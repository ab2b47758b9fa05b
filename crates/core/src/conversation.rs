//! Conversation-related types.

use mufasa_model::{Message, Role};

/// The replay state of one conversation.
///
/// Messages are kept in conversation order, and the whole transcript is
/// sent to the model on every turn. There is at most one system message,
/// and when present it is always the first one.
#[derive(Clone, Default, Debug, PartialEq, Eq)]
pub struct Transcript {
    messages: Vec<Message>,
}

impl Transcript {
    /// Returns the messages in conversation order.
    #[inline]
    pub fn messages(&self) -> &[Message] {
        &self.messages
    }

    /// Returns the system message, if installed.
    #[inline]
    pub fn system(&self) -> Option<&Message> {
        self.messages.first().filter(|m| m.role == Role::System)
    }

    /// Returns the number of messages, including the system message.
    #[inline]
    pub fn len(&self) -> usize {
        self.messages.len()
    }

    /// Returns `true` if the transcript has no messages.
    #[inline]
    pub fn is_empty(&self) -> bool {
        self.messages.is_empty()
    }

    /// Returns the last message.
    #[inline]
    pub fn last(&self) -> Option<&Message> {
        self.messages.last()
    }

    /// Installs `content` as the system message at index 0, replacing the
    /// previous one.
    pub fn install_system<S: Into<String>>(&mut self, content: S) {
        let system = Message::system(content);
        match self.messages.first_mut() {
            Some(first) if first.role == Role::System => *first = system,
            _ => self.messages.insert(0, system),
        }
    }

    /// Appends a user message.
    #[inline]
    pub fn push_user<S: Into<String>>(&mut self, content: S) {
        self.messages.push(Message::user(content));
    }

    /// Appends an assistant message.
    #[inline]
    pub fn push_assistant<S: Into<String>>(&mut self, content: S) {
        self.messages.push(Message::assistant(content));
    }

    /// Removes every message.
    #[inline]
    pub fn clear(&mut self) {
        self.messages.clear();
    }
}

#[cfg(test)]
mod tests {
    use super::*;
    use crate::language::prompt_template_for;

    #[test]
    fn test_install_system_inserts_at_front() {
        let mut transcript = Transcript::default();
        transcript.push_user("hi");
        transcript.install_system("be nice");
        assert_eq!(
            transcript.messages(),
            &[Message::system("be nice"), Message::user("hi")]
        );
    }

    #[test]
    fn test_reinstall_replaces() {
        let mut transcript = Transcript::default();
        transcript.install_system(prompt_template_for("hi-IN").content);
        transcript.push_user("hi");
        transcript.push_assistant("Hello!");
        transcript.install_system(prompt_template_for("bn-IN").content);

        let systems = transcript
            .messages()
            .iter()
            .filter(|m| m.role == Role::System)
            .count();
        assert_eq!(systems, 1);
        assert_eq!(transcript.len(), 3);
        let system = transcript.system().unwrap();
        assert!(system.content.contains("Bengali"));
        assert!(!system.content.contains("Hindi"));
    }

    #[test]
    fn test_clear() {
        let mut transcript = Transcript::default();
        transcript.install_system("x");
        transcript.push_user("y");
        transcript.clear();
        assert!(transcript.is_empty());
        assert!(transcript.system().is_none());
    }
}
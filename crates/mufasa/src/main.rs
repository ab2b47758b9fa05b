//! Chat with Mufasa in the terminal.

#[macro_use]
extern crate tracing;

use std::io::Write as _;
use std::time::Duration;

use indicatif::{ProgressBar, ProgressStyle};
use mufasa::command::{Command, HELP};
use mufasa::config::Settings;
use mufasa::core::language::{detect_script_family, options_for_selection};
use mufasa::core::mood::MascotState;
use mufasa::core::{ModelClient, Session, SessionBuilder, TurnOutcome};
use mufasa::mascot::{self, Reaction};
use mufasa_sarvam_model::SarvamProvider;
use owo_colors::OwoColorize;
use tokio::io::{self, AsyncBufRead, AsyncBufReadExt, BufReader, Lines};
use tokio::select;
use tokio::time::sleep;

const BAR_CHAR: &str = "▎";

#[tokio::main(flavor = "current_thread")]
async fn main() {
    tracing_subscriber::fmt()
        .with_env_filter(tracing_subscriber::EnvFilter::from_default_env())
        .init();

    let settings = Settings::from_env();
    debug!("starting with {settings:?}");
    if !settings.is_configured() {
        let bar = BAR_CHAR.bright_yellow();
        println!(
            "{bar}⚠️  Using default API key. Set SARVAM_API_KEY environment \
             variable for full functionality."
        );
    }

    let model_client =
        ModelClient::new(SarvamProvider::new(settings.sarvam_config()));
    let mut session = SessionBuilder::with_model_client(model_client)
        .with_language(settings.language())
        .with_auto_translate(settings.auto_translate())
        .build();

    let mut rng = rand::thread_rng();
    let animation = mascot::animation(MascotState::Thinking, &mut rng);
    let progress_style = ProgressStyle::with_template("{spinner} {wide_msg}")
        .unwrap_or_else(|_| ProgressStyle::default_spinner())
        .tick_chars(mascot::tick_chars(animation));

    let greeting = mascot::greeting(&mut rng);
    println!("{} {}", greeting.emoji, greeting.message.bright_white().bold());
    println!("{}", session.greeting());
    println!("{}", "Type /help for commands.".dimmed());

    // Buffered lines must survive between reads, or piped input is lost.
    let mut input = BufReader::new(io::stdin()).lines();
    loop {
        print!("{} ", ">".bright_cyan());
        std::io::stdout().flush().ok();

        let Some(line) = read_line(&mut input).await else {
            break;
        };
        let line = line.trim();
        if line.is_empty() {
            println!("{}", session.placeholder().dimmed());
            continue;
        }

        match Command::parse(line) {
            Some(Ok(command)) => {
                run_command(command, &mut session, &progress_style, &mut rng)
                    .await;
            }
            Some(Err(err)) => {
                println!("{}{err}", BAR_CHAR.bright_yellow());
            }
            None => {
                let thinking = format!(
                    "{} {}",
                    session.thinking_message(),
                    mascot::phrase(Reaction::Thinking, &mut rng).dimmed()
                );
                let outcome = with_spinner(
                    &progress_style,
                    &thinking,
                    session.submit(line),
                )
                .await;
                print_outcome(&outcome, &mut rng);
            }
        }
    }
}

async fn run_command(
    command: Command,
    session: &mut Session,
    progress_style: &ProgressStyle,
    rng: &mut impl rand::Rng,
) {
    let bar = BAR_CHAR.bright_cyan();
    match command {
        Command::SetLanguage(language) => {
            session.set_language(language);
            println!("{bar}Language set to {}", language.display_name());
            println!("{bar}{}", session.greeting());
        }
        Command::ListLanguages => {
            for (label, language) in options_for_selection() {
                let marker = if language == session.language() {
                    "*"
                } else {
                    " "
                };
                println!("{bar}{marker} {:<6} {label}", language.code());
            }
        }
        Command::SetAutoTranslate(enabled) => {
            session.set_auto_translate(enabled);
            let state = if enabled { "on" } else { "off" };
            println!("{bar}Auto-translate is {state}");
        }
        Command::Clear => {
            session.clear();
            println!("{bar}Conversation cleared");
            println!("{bar}{}", mascot::phrase(Reaction::Greeting, rng));
        }
        Command::Detect(text) => {
            let script = detect_script_family(&text);
            println!("{bar}Script heuristic: {}", script.display_name());

            let detection = with_spinner(
                progress_style,
                "🔍 Detecting...",
                session.model_client().detect_language(text),
            )
            .await;
            match detection {
                Ok(detected) => {
                    let language =
                        detected.language.as_deref().unwrap_or("unknown");
                    match detected.confidence {
                        Some(confidence) => println!(
                            "{bar}Remote detection: {language} \
                             (confidence {confidence:.2})"
                        ),
                        None => println!("{bar}Remote detection: {language}"),
                    }
                }
                Err(failure) => {
                    println!("{}❌ {failure}", BAR_CHAR.bright_red());
                }
            }
        }
        Command::Ping => {
            let status = with_spinner(
                progress_style,
                "📡 Checking connection...",
                session.model_client().check_connection(),
            )
            .await;
            match status {
                Ok(message) => println!("{bar}✅ {message}"),
                Err(failure) => {
                    println!("{}❌ {failure}", BAR_CHAR.bright_red());
                }
            }
        }
        Command::Help => {
            for (usage, description) in HELP {
                println!("{bar}{:<20} {}", usage.bold(), description);
            }
        }
    }
}

fn print_outcome(outcome: &TurnOutcome, rng: &mut impl rand::Rng) {
    let mood = outcome.mood();
    let emoji = mascot::emoji(mood, rng);
    match outcome {
        TurnOutcome::Rendered { text, .. } => {
            let bar = BAR_CHAR.bright_cyan();
            println!("{bar}{emoji} {}", text.bright_white());
            let phrase = mascot::phrase(Reaction::Success, rng);
            println!("{bar}{}", phrase.dimmed());
        }
        TurnOutcome::Failed { failure, .. } => {
            let bar = BAR_CHAR.bright_red();
            println!("{bar}❌ Error: {}", failure.red());
            println!("{bar}{emoji} {}", mascot::phrase(Reaction::Error, rng));
        }
    }
    println!("{}", mood.description().dimmed());
}

async fn with_spinner<F: Future>(
    style: &ProgressStyle,
    message: &str,
    fut: F,
) -> F::Output {
    let progress_bar = ProgressBar::new_spinner();
    progress_bar.set_style(style.clone());
    progress_bar.set_message(message.to_owned());

    tokio::pin!(fut);
    let output = loop {
        progress_bar.inc(1);
        let sleep = sleep(Duration::from_millis(100));
        select! {
            output = &mut fut => break output,
            _ = sleep => {}
        }
    };

    // Finish the progress bar before printing anything else.
    progress_bar.finish_and_clear();
    output
}

async fn read_line<R: AsyncBufRead + Unpin>(
    input: &mut Lines<R>,
) -> Option<String> {
    match input.next_line().await {
        Ok(line) => line,
        Err(err) => {
            error!("error reading input: {}", err);
            None
        }
    }
}

#[cfg(test)]
mod tests {
    use super::*;

    #[tokio::test]
    async fn test_read_line_keeps_buffered_lines() {
        let piped: &[u8] = b"/langs\n/translate on\n/clear\n/help\n";
        let mut input = BufReader::new(piped).lines();

        let mut read = Vec::new();
        while let Some(line) = read_line(&mut input).await {
            read.push(line);
        }
        assert_eq!(read, ["/langs", "/translate on", "/clear", "/help"]);
    }
}
use serde::{Deserialize, Serialize};

use crate::Failure;

/// The outcome of a completion call: the text of the first choice.
pub type CompletionResult = Result<String, Failure>;

/// The outcome of a translation call: the translated text.
pub type TranslationResult = Result<String, Failure>;

/// The outcome of a language detection call.
pub type DetectionResult = Result<DetectedLanguage, Failure>;

/// A language reported by the provider's detection endpoint.
#[derive(Clone, Debug, Default, PartialEq, Serialize, Deserialize)]
pub struct DetectedLanguage {
    /// BCP-47-like code of the detected language, if any.
    pub language: Option<String>,
    /// Confidence of the detection, if reported.
    pub confidence: Option<f64>,
}
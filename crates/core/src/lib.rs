//! Rebank Core - Domain types
//!
//! This crate contains the fundamental types used across Rebank:
//! - `Customer`: account-owning party with contact and identity details
//! - `Account`: a bank account referencing exactly one owning customer
//! - `CustomerDraft` / `AccountDraft`: inbound shapes with every field
//!   optional, validated before they become domain values
//! - `merge_account`: the field-by-field partial-update merge

pub mod account;
pub mod customer;
pub mod entity;

pub use account::{merge_account, Account, AccountDraft};
pub use customer::{Customer, CustomerDraft};
pub use entity::EntityKind;
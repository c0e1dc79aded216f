//! # Demo 02: Consistency Rules
//!
//! The unhappy paths: collected validation findings, the owner-existence
//! check on account creation, and the referential-integrity guard on
//! customer deletion.
//!
//! Run with: `cargo run -p rebank-demos --example 02_consistency`

use anyhow::Result;
use chrono::NaiveDate;
use rebank_business::ServiceError;
use rebank_core::{AccountDraft, CustomerDraft};
use rebank_demos::{init_tracing, open_services};
use rust_decimal_macros::dec;

#[tokio::main]
async fn main() -> Result<()> {
    init_tracing();
    println!("=== Demo 02: Consistency Rules ===\n");

    let (customers, accounts) = open_services();

    // A submission with three independent problems reports all of them
    let bad = AccountDraft {
        id: None,
        iban: Some("WHAAT".to_string()),
        currency: Some("DDD".to_string()),
        amount: Some(dec!(-5)),
        customer_id: Some(1),
        issued_at: NaiveDate::from_ymd_opt(2022, 5, 7),
    };
    match accounts.create(bad).await {
        Err(ServiceError::Validation(report)) => {
            println!("Rejected submission, {} findings:", report.len());
            for message in report.sorted_messages() {
                println!("  - {message}");
            }
        }
        other => println!("unexpected: {other:?}"),
    }

    // An account cannot be opened for a customer that does not exist
    let orphan = AccountDraft {
        id: None,
        iban: Some("GB82WEST12345698765432".to_string()),
        currency: Some("EUR".to_string()),
        amount: Some(dec!(100)),
        customer_id: Some(999),
        issued_at: NaiveDate::from_ymd_opt(2022, 5, 7),
    };
    if let Err(err) = accounts.create(orphan).await {
        println!("\nOrphan account rejected: {err}");
    }

    // A customer with accounts cannot be deleted
    let jane = customers
        .create(CustomerDraft {
            id: None,
            full_name: Some("Jane Milton".to_string()),
            address: Some("12 Acacia Ave".to_string()),
            phone_number: Some("123-456-7890".to_string()),
            ssn: Some("123-45-6789".to_string()),
        })
        .await?;
    let account = accounts
        .create(AccountDraft {
            id: None,
            iban: Some("GB82WEST12345698765432".to_string()),
            currency: Some("EUR".to_string()),
            amount: Some(dec!(400)),
            customer_id: Some(jane.id),
            issued_at: NaiveDate::from_ymd_opt(2022, 5, 7),
        })
        .await?;

    if let Err(err) = customers.delete_by_id(jane.id).await {
        println!("\nDelete blocked: {err}");
    }

    // Deleting the account first unblocks the customer
    let removed = accounts.delete_by_id(account.id).await?;
    println!("Removed {removed} account(s)");
    let gone = customers.delete_by_id(jane.id).await?;
    println!("Deleted {gone}");

    Ok(())
}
━━━━━━
**Required action**: Copy out, word for word, the part of the entries above that begins at the line with "language, if any." and ends at the line with "This crate contains", including both.

**Response to the exercise**:
    /// BCP-47-like code of the detected language, if any.
    pub language: Option<String>,
    /// Confidence of the detection, if reported.
    pub confidence: Option<f64>,
}
filename crates/core/src/lib.rs
//! Rebank Core - Domain types
//!
//! This crate contains the fundamental types used across Rebank:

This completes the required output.